First Herman filmed the beach — literally the beach, the lens pointed down at the sand. Then he walked past Laura and turned around. Standing with his back to the sea and walking backward, he slowly panned up until he reached her face.
“I’m going to tell you something now,” he said. “You don’t have to say anything back if you don’t want, but then at least I have it for later. On film.”
He had spoken very quietly, but Laura still glanced up past Herman at the others. They were too far away to hear anything above the sound of the waves, she thought. She looked back at the lens, and at Herman’s closed right eye.
“You’re the only one I’ve ever wanted, Laura,” he said. “Ever. I thought maybe it would go away, but it only gets worse. You don’t have to say anything, it’s enough if you just keep looking. I see it, I can see it.”
He halted, less than ten feet from her. There were two things she could do, Laura realized. She could keep on walking, past Herman and the camera, out of the picture. Out of his picture, out of their picture — forever. Or she could stand still.
She took three more steps, then stopped. She looked straight into the lens. She didn’t say anything, she thought what she wanted to say.
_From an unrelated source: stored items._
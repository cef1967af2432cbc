//! Stagehand test utilities.
//!
//! Helpers for integration testing: an in-memory two-branch content
//! repository, fixture builders, and assertion utilities.

use std::collections::{BTreeMap, HashMap};

use async_trait::async_trait;
use parking_lot::Mutex;
use serde_json::Value as JsonValue;
use uuid::Uuid;

use stagehand_kernel::content::{
    Branch, BranchContext, Content, ContentRepository, CreateContentParams, CreateMediaParams,
    Data, DeleteContentParams, ModifyContentParams, PublishContentParams, PublishResult,
};
use stagehand_kernel::form::FormParts;
use stagehand_kernel::i18n::{DEFAULT_BUNDLE, MessageBundles};
use stagehand_kernel::{CmsError, CmsResult};

/// Create a test content item with default values.
pub fn test_content(content_type: &str, name: &str) -> TestContent {
    TestContent {
        id: Uuid::now_v7().to_string(),
        name: name.to_string(),
        parent_path: String::new(),
        display_name: None,
        content_type: content_type.to_string(),
        data: Data::new(),
    }
}

/// A content builder for creating test fixtures.
#[derive(Debug, Clone)]
pub struct TestContent {
    pub id: String,
    pub name: String,
    pub parent_path: String,
    pub display_name: Option<String>,
    pub content_type: String,
    pub data: Data,
}

impl TestContent {
    /// Set a custom ID.
    pub fn with_id(mut self, id: &str) -> Self {
        self.id = id.to_string();
        self
    }

    /// Place under a parent path.
    pub fn under(mut self, parent_path: &str) -> Self {
        self.parent_path = parent_path.trim_end_matches('/').to_string();
        self
    }

    /// Set the display name.
    pub fn with_display_name(mut self, display_name: &str) -> Self {
        self.display_name = Some(display_name.to_string());
        self
    }

    /// Replace the data payload. Non-object values are ignored.
    pub fn with_data(mut self, data: JsonValue) -> Self {
        if let JsonValue::Object(map) = data {
            self.data = map;
        }
        self
    }

    /// Add a single field.
    pub fn with_field(mut self, name: &str, value: JsonValue) -> Self {
        self.data.insert(name.to_string(), value);
        self
    }

    pub fn build(self) -> Content {
        Content {
            path: format!("{}/{}", self.parent_path, self.name),
            id: self.id,
            name: self.name,
            display_name: self.display_name,
            content_type: self.content_type,
            data: self.data,
        }
    }
}

/// Build a JSON object payload, panicking on non-objects.
pub fn data(value: JsonValue) -> Data {
    match value {
        JsonValue::Object(map) => map,
        other => panic!("expected a JSON object, got {other}"),
    }
}

/// Message bundles holding `pairs` in the default bundle and locale.
pub fn messages(pairs: &[(&str, &str)]) -> MessageBundles {
    let bundles = MessageBundles::new();
    for (key, message) in pairs {
        bundles.insert(DEFAULT_BUNDLE, None, key, *message);
    }
    bundles
}

/// A form with a single file field.
pub fn upload_form(
    field: &str,
    file_name: Option<&str>,
    content_type: Option<&str>,
    bytes: &[u8],
) -> FormParts {
    FormParts::new().push(
        field,
        file_name.map(str::to_string),
        content_type.map(str::to_string),
        bytes.to_vec(),
    )
}

/// Repository operation, for failure injection and call recording.
#[derive(Debug, Clone, Copy, PartialEq, Eq, Hash)]
pub enum Operation {
    Get,
    Create,
    Modify,
    Remove,
    Publish,
    CreateMedia,
}

/// A recorded repository call.
#[derive(Debug, Clone, PartialEq, Eq)]
pub struct Call {
    pub op: Operation,
    /// Branch the context pointed at; `None` for publish.
    pub branch: Option<Branch>,
    pub keys: Vec<String>,
}

#[derive(Default)]
struct RepoState {
    branches: HashMap<Branch, BTreeMap<String, Content>>,
    media: HashMap<String, Vec<u8>>,
    failures: HashMap<Operation, CmsError>,
    unpublishable: Vec<String>,
    calls: Vec<Call>,
}

impl RepoState {
    fn branch(&mut self, branch: Branch) -> &mut BTreeMap<String, Content> {
        self.branches.entry(branch).or_default()
    }

    fn resolve(&self, branch: Branch, key: &str) -> Option<String> {
        let items = self.branches.get(&branch)?;
        if items.contains_key(key) {
            return Some(key.to_string());
        }
        items
            .values()
            .find(|c| c.path == key)
            .map(|c| c.id.clone())
    }

    fn record(&mut self, op: Operation, branch: Option<Branch>, keys: Vec<String>) {
        self.calls.push(Call { op, branch, keys });
    }

    fn take_failure(&mut self, op: Operation) -> CmsResult<()> {
        match self.failures.remove(&op) {
            Some(err) => Err(err),
            None => Ok(()),
        }
    }

    fn insert_new(&mut self, branch: Branch, content: Content) -> CmsResult<Content> {
        if self.resolve(branch, &content.path).is_some() {
            return Err(CmsError::BadRequest {
                cause: Some(format!("content already exists at {}", content.path)),
                errors: Default::default(),
            });
        }
        self.branch(branch)
            .insert(content.id.clone(), content.clone());
        Ok(content)
    }
}

/// In-memory content repository with draft and master branches.
///
/// Operations act on the branch the request context points at; publish
/// copies (or deletes) by id between branches. Failures can be injected per
/// operation and fire once.
#[derive(Default)]
pub struct InMemoryRepository {
    state: Mutex<RepoState>,
}

impl InMemoryRepository {
    pub fn new() -> Self {
        Self::default()
    }

    /// Store `content` directly in `branch`.
    pub fn seed(&self, branch: Branch, content: Content) {
        self.state
            .lock()
            .branch(branch)
            .insert(content.id.clone(), content);
    }

    /// Look up an item by id or path, bypassing any injected failure.
    pub fn get_in(&self, branch: Branch, key: &str) -> Option<Content> {
        let state = self.state.lock();
        let id = state.resolve(branch, key)?;
        state.branches.get(&branch)?.get(&id).cloned()
    }

    /// Number of items in `branch`.
    pub fn count(&self, branch: Branch) -> usize {
        self.state
            .lock()
            .branches
            .get(&branch)
            .map_or(0, BTreeMap::len)
    }

    /// Bytes stored for a media item.
    pub fn media_bytes(&self, id: &str) -> Option<Vec<u8>> {
        self.state.lock().media.get(id).cloned()
    }

    /// Fail the next call of `op` with `err`.
    pub fn fail_next(&self, op: Operation, err: CmsError) {
        self.state.lock().failures.insert(op, err);
    }

    /// Refuse to publish `key` (an id or a path).
    ///
    /// The refusal lands in `failed_contents` under the item's id when it
    /// resolves in either branch, otherwise under the requested key.
    pub fn refuse_publish_of(&self, key: &str) {
        self.state.lock().unpublishable.push(key.to_string());
    }

    /// All calls so far, in order.
    pub fn calls(&self) -> Vec<Call> {
        self.state.lock().calls.clone()
    }

    /// Operations called so far, in order.
    pub fn operations(&self) -> Vec<Operation> {
        self.state.lock().calls.iter().map(|c| c.op).collect()
    }
}

#[async_trait]
impl ContentRepository for InMemoryRepository {
    async fn get(&self, ctx: &BranchContext, key: &str) -> CmsResult<Option<Content>> {
        let branch = ctx.branch();
        let mut state = self.state.lock();
        state.record(Operation::Get, Some(branch), vec![key.to_string()]);
        state.take_failure(Operation::Get)?;

        let Some(id) = state.resolve(branch, key) else {
            return Ok(None);
        };
        Ok(state.branch(branch).get(&id).cloned())
    }

    async fn create(&self, ctx: &BranchContext, params: CreateContentParams) -> CmsResult<Content> {
        let branch = ctx.branch();
        let mut state = self.state.lock();
        state.record(Operation::Create, Some(branch), Vec::new());
        state.take_failure(Operation::Create)?;

        let id = Uuid::now_v7().to_string();
        let name = params.name.unwrap_or_else(|| id.clone());
        let content = Content {
            path: format!("{}/{}", params.parent_path.trim_end_matches('/'), name),
            id,
            name,
            display_name: params.display_name,
            content_type: params.content_type,
            data: params.data,
        };
        state.insert_new(branch, content)
    }

    async fn modify(&self, ctx: &BranchContext, params: ModifyContentParams) -> CmsResult<Content> {
        let branch = ctx.branch();
        let mut state = self.state.lock();
        state.record(Operation::Modify, Some(branch), vec![params.key.clone()]);
        state.take_failure(Operation::Modify)?;

        let Some(id) = state.resolve(branch, &params.key) else {
            return Err(CmsError::not_found(format!(
                "no content {} in {branch}",
                params.key
            )));
        };
        let items = state.branch(branch);
        let Some(existing) = items.get(&id).cloned() else {
            return Err(CmsError::not_found(id));
        };

        let mut edited = (params.editor)(existing);
        edited.id = id.clone();
        items.insert(id, edited.clone());
        Ok(edited)
    }

    async fn remove(&self, ctx: &BranchContext, params: DeleteContentParams) -> CmsResult<()> {
        let branch = ctx.branch();
        let mut state = self.state.lock();
        state.record(Operation::Remove, Some(branch), vec![params.key.clone()]);
        state.take_failure(Operation::Remove)?;

        let Some(id) = state.resolve(branch, &params.key) else {
            return Err(CmsError::not_found(format!(
                "no content {} in {branch}",
                params.key
            )));
        };
        state.branch(branch).remove(&id);
        Ok(())
    }

    async fn publish(&self, params: PublishContentParams) -> CmsResult<PublishResult> {
        let mut state = self.state.lock();
        state.record(Operation::Publish, None, params.keys.clone());
        state.take_failure(Operation::Publish)?;

        let mut result = PublishResult::default();
        for key in &params.keys {
            let in_source = state.resolve(params.source_branch, key);
            let in_target = state.resolve(params.target_branch, key);
            let id = in_source.clone().or_else(|| in_target.clone());

            // Refusals are reported under the resolved id when there is one
            if let Some(refused) = [Some(key), id.as_ref()]
                .into_iter()
                .flatten()
                .find(|k| state.unpublishable.contains(*k))
            {
                result.failed_contents.push(id.clone().unwrap_or_else(|| refused.clone()));
                continue;
            }

            if let Some(id) = in_source {
                let source = state.branch(params.source_branch).get(&id).cloned();
                if let Some(content) = source {
                    state.branch(params.target_branch).insert(id.clone(), content);
                    result.pushed_contents.push(id);
                }
            } else if let Some(id) = in_target {
                state.branch(params.target_branch).remove(&id);
                result.deleted_contents.push(id);
            } else {
                result.failed_contents.push(key.clone());
            }
        }
        Ok(result)
    }

    async fn create_media(
        &self,
        ctx: &BranchContext,
        params: CreateMediaParams,
    ) -> CmsResult<Content> {
        let branch = ctx.branch();
        let mut state = self.state.lock();
        state.record(Operation::CreateMedia, Some(branch), vec![params.name.clone()]);
        state.take_failure(Operation::CreateMedia)?;

        let content_type = match params.mime_type.as_deref() {
            Some(mime) if mime.starts_with("image/") => "media:image",
            _ => "media:unknown",
        };

        let mut data = Data::new();
        data.insert("mimeType".into(), params.mime_type.clone().into());
        data.insert("size".into(), params.data.len().into());

        let id = Uuid::now_v7().to_string();
        let content = Content {
            path: format!("{}/{}", params.parent_path.trim_end_matches('/'), params.name),
            id: id.clone(),
            name: params.name,
            display_name: None,
            content_type: content_type.to_string(),
            data,
        };
        let content = state.insert_new(branch, content)?;
        state.media.insert(id, params.data.to_vec());
        Ok(content)
    }
}

/// Assertion helpers for JSON content.
pub mod assert {
    use serde_json::Value;

    /// Assert that a JSON value has a specific key.
    pub fn has_key(value: &Value, key: &str) {
        assert!(
            value.get(key).is_some(),
            "Expected JSON to have key '{key}', got: {value}"
        );
    }

    /// Assert that a JSON value lacks a specific key.
    pub fn lacks_key(value: &Value, key: &str) {
        assert!(
            value.get(key).is_none(),
            "Expected JSON to lack key '{key}', got: {value}"
        );
    }

    /// Assert that a string contains a substring.
    pub fn contains(haystack: &str, needle: &str) {
        assert!(
            haystack.contains(needle),
            "Expected string to contain '{needle}'\nActual: {haystack}"
        );
    }
}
“With me, it happened right away,” Herman said. “At David’s party, the first time I met you. Was it like that right away for you too, Laura? At that party?”
She didn’t answer, she didn’t nod or shake her head. She kept looking straight into the lens.
Yes, she thought, for me too.
After dinner that evening, Herman set up the projector on the stepladder again and tacked the sheet in front of the window.
“There’s one more little film I’d like to show you,” he said. “Something we didn’t get to yesterday…” He glanced over at Miriam and smiled. “But I promise, no more nasty jokes, Miriam. And definitely not at the expense of others.”
They were all sitting or slouching on the couch, in the easy and less-easy chairs around the table. “It’s not a very long film,” Herman said, to explain why he hadn’t set them up in a semicircle this time. “But I’m very curious to hear what all of you think.”
First a flickering white light appeared on the sheet, then a title, written in capitals with black Magic Marker on a piece of cardboard: LIFE BEFORE DEATH.
“Michael…,” Herman said, and Michael picked up his saxophone, moistened the reed with his tongue, and stuck the mouthpiece between his lips.
Then a dinner table appeared on the sheet, a man and a woman eating across from each other, above the table was an antique hanging lamp. “My parents,” Herman said. “That’s all I’m going to say. I just want you all to watch.”